The entry in my journal shows that I did this on September 9th, 1955. For several days nothing happened but the stones were hidden in my room and occasionally I looked at them.

Then on October 4th, 1955, on the anniversary of my vision of Christ, these words came to me: "He maketh the barren woman to keep house, and to be a joyful mother of children. . . .For the Lord of Hosts hath purposed and who shall disannul it? And his hand is stretched out, and who shall turn it back? For I know the thoughts that I think toward you, saith the Lord, thoughts of peace, and not of evil, to give you an expected end. . .For he said, I have no son to keep my name in remembrance."

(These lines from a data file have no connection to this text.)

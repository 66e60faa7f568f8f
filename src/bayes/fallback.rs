//! Closed-form fallback for networks too sparse or degenerate for exact
//! inference.
//!
//! Each query starts from a fixed Low/Medium/High prior. Every piece of
//! evidence multiplies the adverse-state mass by a configured factor (above
//! 1 for adverse evidence, below 1 for favourable evidence) and the
//! distribution is renormalized after each adjustment. The result has the
//! same shape as exact inference.

use std::collections::BTreeMap;

use tracing::debug;

use crate::config::FallbackConfig;

use super::inference::{Distribution, Evidence, InferenceError, InferenceMethod, InferenceResult};
use super::{BayesianNetworkStructure, NodeType};

const LEVELS: [&str; 3] = ["Low", "Medium", "High"];

fn node_type_of(structure: &BayesianNetworkStructure, name: &str) -> Option<NodeType> {
    structure
        .node(name)
        .map(|n| n.node_type)
        .or_else(|| NodeType::from_aggregate_name(name))
}

/// Adverse-mass multiplier for one observation, or `None` when the
/// observation carries no signal.
fn multiplier(node_type: NodeType, state: usize, cfg: &FallbackConfig) -> Option<f64> {
    let last = node_type.states().len() - 1;
    let (adverse, favourable) = match node_type {
        NodeType::Activity => (cfg.activity_present, cfg.activity_absent),
        NodeType::Pressure | NodeType::Problem => (cfg.pressure_high, cfg.pressure_low),
        NodeType::Control => (cfg.control_failed, cfg.control_effective),
        NodeType::Escalation => (cfg.escalation_active, cfg.escalation_inactive),
        NodeType::Mitigation => (cfg.mitigation_failed, cfg.mitigation_effective),
        NodeType::Consequence => return None,
    };
    if state == last {
        Some(adverse)
    } else if state == 0 {
        Some(favourable)
    } else {
        None
    }
}

fn renormalize(probs: &mut [f64], name: &str) -> Result<(), InferenceError> {
    let total: f64 = probs.iter().sum();
    if !(total > 0.0) || !total.is_finite() || probs.iter().any(|p| *p < 0.0) {
        return Err(InferenceError::FallbackFailed(name.to_string()));
    }
    probs.iter_mut().for_each(|p| *p /= total);
    Ok(())
}

/// Heuristic posteriors. Unknown evidence is ignored and unknown query names
/// get a Low/Medium/High distribution with a prior chosen from the name, so
/// this path never rejects its input.
pub fn infer_fallback(
    structure: &BayesianNetworkStructure,
    evidence: &Evidence,
    query: &[String],
    cfg: &FallbackConfig,
) -> Result<InferenceResult, InferenceError> {
    let mut signals: Vec<(NodeType, f64)> = Vec::new();
    for (name, state) in evidence {
        let Some(node_type) = node_type_of(structure, name) else {
            debug!(evidence = %name, "fallback ignores unknown evidence");
            continue;
        };
        let Some(idx) = node_type.state_index(state) else {
            debug!(evidence = %name, state = %state, "fallback ignores unknown state");
            continue;
        };
        if let Some(m) = multiplier(node_type, idx, cfg) {
            signals.push((node_type, m));
        }
    }

    let mut posteriors = BTreeMap::new();
    for name in query {
        let node_type = node_type_of(structure, name);
        let lowered = name.to_lowercase();
        let consequence_side = node_type == Some(NodeType::Consequence)
            || (node_type.is_none() && lowered.contains("consequence"));

        let states: Vec<&str> = match node_type {
            Some(t) => t.states().to_vec(),
            None => LEVELS.to_vec(),
        };

        if let Some(idx) = evidence
            .get(name)
            .and_then(|s| node_type.and_then(|t| t.state_index(s)))
        {
            let mut one_hot = vec![0.0; states.len()];
            one_hot[idx] = 1.0;
            posteriors.insert(name.clone(), Distribution::new(&states, one_hot));
            continue;
        }

        let prior = if consequence_side {
            cfg.consequence_prior
        } else if node_type == Some(NodeType::Problem)
            || (node_type.is_none() && lowered.contains("problem"))
        {
            cfg.problem_prior
        } else {
            cfg.default_prior
        };
        let mut probs: Vec<f64> = if states.len() == 2 {
            vec![prior[0] + prior[1], prior[2]]
        } else {
            prior.to_vec()
        };
        renormalize(&mut probs, name)?;

        let adverse = probs.len() - 1;
        for (source, m) in &signals {
            if *source == NodeType::Mitigation && !consequence_side {
                continue;
            }
            probs[adverse] *= m;
            renormalize(&mut probs, name)?;
        }
        posteriors.insert(name.clone(), Distribution::new(&states, probs));
    }

    Ok(InferenceResult {
        method: InferenceMethod::Fallback,
        posteriors,
        degenerate_reason: None,
    })
}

It is all recorded in my journal.

Our doctor estimates that my wife conceived our son on the sixth of October. Before he was born I named him Michael Stephen---Michael, which means. "Who is like unto God?" and Stephen, "A Crown" for he is the crown of triumphant faith for me.

Soon after my wife and I knew we were to have another child. I was promised that hail should fall on the day of his birth, so that I might know that God gave him to us in an answer to prayer, that his conception was not by chance.

Michael Stephen was born on June 19, 1956. As my wife lay in labor, the sky turned an angry yellow, the air became icy. No hail fell in Camden but it lashed nearby communities. When my sister-in-law visited us from North Carolina she said that it hailed there on the 19th. When my mother arrived from West Virginia she complained of the bitter cold that had accompanied the great hailstorm that fell upon our ancestral home, Gandeeville, on the 19th of June. After I had seen my son the chilly wind seemed to blow from God, saying, "Henceforth call your stones stones of testimony!"

So I testify:

The Lord of Hosts is a loving God. He sent his son for the redemption of the world. He was crucified dead and buried. The third day he arose again from the dead. I know. I have seen him!